We will now select a movie that is not contained in the movies dataset and generate a prediction for this movie using the predict function in R.

However, before we make predictions on new data, we will use a Bayesian predictive distribution for predictions and interpretation of predictions. Simulation is used in BAS to construct predictive intervals with Bayesian Model Averaging, while exact inference is often possible with predictive intervals under model selection.

Returning to the movies data set, let us find the predictive values under the Best Predictive Model (BPM), the one which has predictions closest to BMA and corresponding posterior standard deviations.

BPM_pred_audience_score <- predict(bma_audience_score, estimator = "BPM", se.fit = TRUE)
variable.names(BPM_pred_audience_score)

## [1] "Intercept"     "runtime"       "imdb_rating"   "critics_score"

In the code above, the function variable.names can be used to extract the names of all of the predictors in the Best Probability model.
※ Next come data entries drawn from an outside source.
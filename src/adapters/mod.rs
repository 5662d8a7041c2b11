//! External system integrations for delivery-alerts.
//!
//! - [`orders`] - Orders, alert and update endpoints over HTTP
//!
//! # Design Pattern
//!
//! Adapters isolate external dependencies behind traits so the processing
//! logic can be tested with in-memory implementations.
//!
//! ```rust,no_run
//! use delivery_alerts::adapters::orders::{HttpOrdersGateway, OrdersGateway};
//! use delivery_alerts::config::load_config;
//!
//! # async fn example() -> Result<(), Box<dyn std::error::Error>> {
//! let config = load_config("delivery-alerts.toml")?;
//! let gateway = HttpOrdersGateway::new(config.api_urls.clone(), &config.http)?;
//! let orders = gateway.fetch_orders().await?;
//! println!("{} orders", orders.len());
//! # Ok(())
//! # }
//! ```

pub mod orders;
// delivery-alerts - Delivered order item alerting job
// Copyright (c) 2025 Delivery Alerts Contributors
// Licensed under the MIT License

use clap::Parser;
use delivery_alerts::cli::{Cli, Commands};
use delivery_alerts::config::{load_config, LoggingConfig};
use delivery_alerts::logging::init_logging;
use std::process;

#[tokio::main]
async fn main() {
    // Load environment variables from .env file if present
    let _ = dotenvy::dotenv();

    let cli = Cli::parse();

    // Logging settings come from the config file when it loads; the command
    // itself reports a broken config file.
    let file_config = load_config(&cli.config).ok();
    let log_level = cli
        .log_level
        .clone()
        .or_else(|| {
            file_config
                .as_ref()
                .map(|c| c.application.log_level.clone())
        })
        .unwrap_or_else(|| "info".to_string());
    let logging_config = match (&cli.command, &file_config) {
        (Commands::Run(_), Some(config)) => config.logging.clone(),
        _ => LoggingConfig::default(),
    };

    let logging_guard = match init_logging(&log_level, &logging_config) {
        Ok(guard) => guard,
        Err(e) => {
            eprintln!("Failed to initialize logging: {e}");
            process::exit(5);
        }
    };

    tracing::info!(
        version = env!("CARGO_PKG_VERSION"),
        "delivery-alerts - Delivered order item alerting job"
    );

    let exit_code = match execute_command(&cli).await {
        Ok(code) => code,
        Err(e) => {
            tracing::error!(error = %e, "Command execution failed");
            eprintln!("Error: {e}");
            5 // Fatal error exit code
        }
    };

    // Flush file logs before exiting
    drop(logging_guard);
    process::exit(exit_code);
}

/// Execute the CLI command
async fn execute_command(cli: &Cli) -> anyhow::Result<i32> {
    match &cli.command {
        Commands::Run(args) => args.execute(&cli.config).await,
        Commands::ValidateConfig(args) => args.execute(&cli.config).await,
        Commands::Init(args) => args.execute().await,
    }
}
This can be used to identify the variables in the Highest Probability Model (HPM)

HPM_pred_audience_score <- predict(bma_audience_score, estimator = "HPM")
variable.names(HPM_pred_audience_score)

## [1] "Intercept"     "runtime"       "imdb_rating"   "critics_score"
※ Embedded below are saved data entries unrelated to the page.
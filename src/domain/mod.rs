//! Domain models and types for delivery-alerts.
//!
//! # Overview
//!
//! The domain layer provides:
//! - **Order records** ([`Order`], [`Item`], [`OrderId`])
//! - **Error types** ([`DeliveryAlertsError`], [`OrdersApiError`])
//! - **Result type alias** ([`Result`])
//!
//! # Example
//!
//! ```rust
//! use delivery_alerts::domain::{Item, Order};
//! use serde_json::json;
//!
//! let order = Order::from_raw(json!({
//!     "OrderId": 1,
//!     "Items": [{"Description": "Wheelchair", "Status": "delivered", "deliveryNotification": 0}]
//! }))?;
//! assert_eq!(order, Order::new(1u64, vec![Item::new("Wheelchair", "delivered", 0)]));
//! assert!(order.items[0].is_delivered());
//! # Ok::<(), delivery_alerts::domain::DeliveryAlertsError>(())
//! ```

pub mod errors;
pub mod order;
pub mod result;

// Re-export commonly used types for convenience
pub use errors::{DeliveryAlertsError, OrdersApiError};
pub use order::{Item, Order, OrderId, DELIVERED_STATUS};
pub use result::Result;
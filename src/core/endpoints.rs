//! Endpoint validation
//!
//! A run only starts when all three endpoint URLs are present. No
//! reachability check is made.

use crate::config::ApiUrlsConfig;

/// Names of the endpoints whose URL is empty
pub fn missing_endpoints(urls: &ApiUrlsConfig) -> Vec<&'static str> {
    urls.entries()
        .into_iter()
        .filter(|(_, url)| url.is_empty())
        .map(|(name, _)| name)
        .collect()
}

/// Returns true only if the orders, alert and update URLs are all non-empty
pub fn validate_api_endpoints(urls: &ApiUrlsConfig) -> bool {
    missing_endpoints(urls).is_empty()
}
and the Median Probability Model (MPM)

MPM_pred_audience_score <- predict(bma_audience_score, estimator = "MPM")
variable.names(MPM_pred_audience_score)

## [1] "Intercept"     "imdb_rating"   "critics_score"

Let us examine what characteristics lead to the highest audience_score in the BPM model.

# Find the index of observation with the largest fitted value
opt <- which.max(BPM_pred_audience_score$fit)

# Extract the row with this observation and glimpse at the row
movies_modeling_no_na %>% 
  slice(opt) %>%
  glimpse()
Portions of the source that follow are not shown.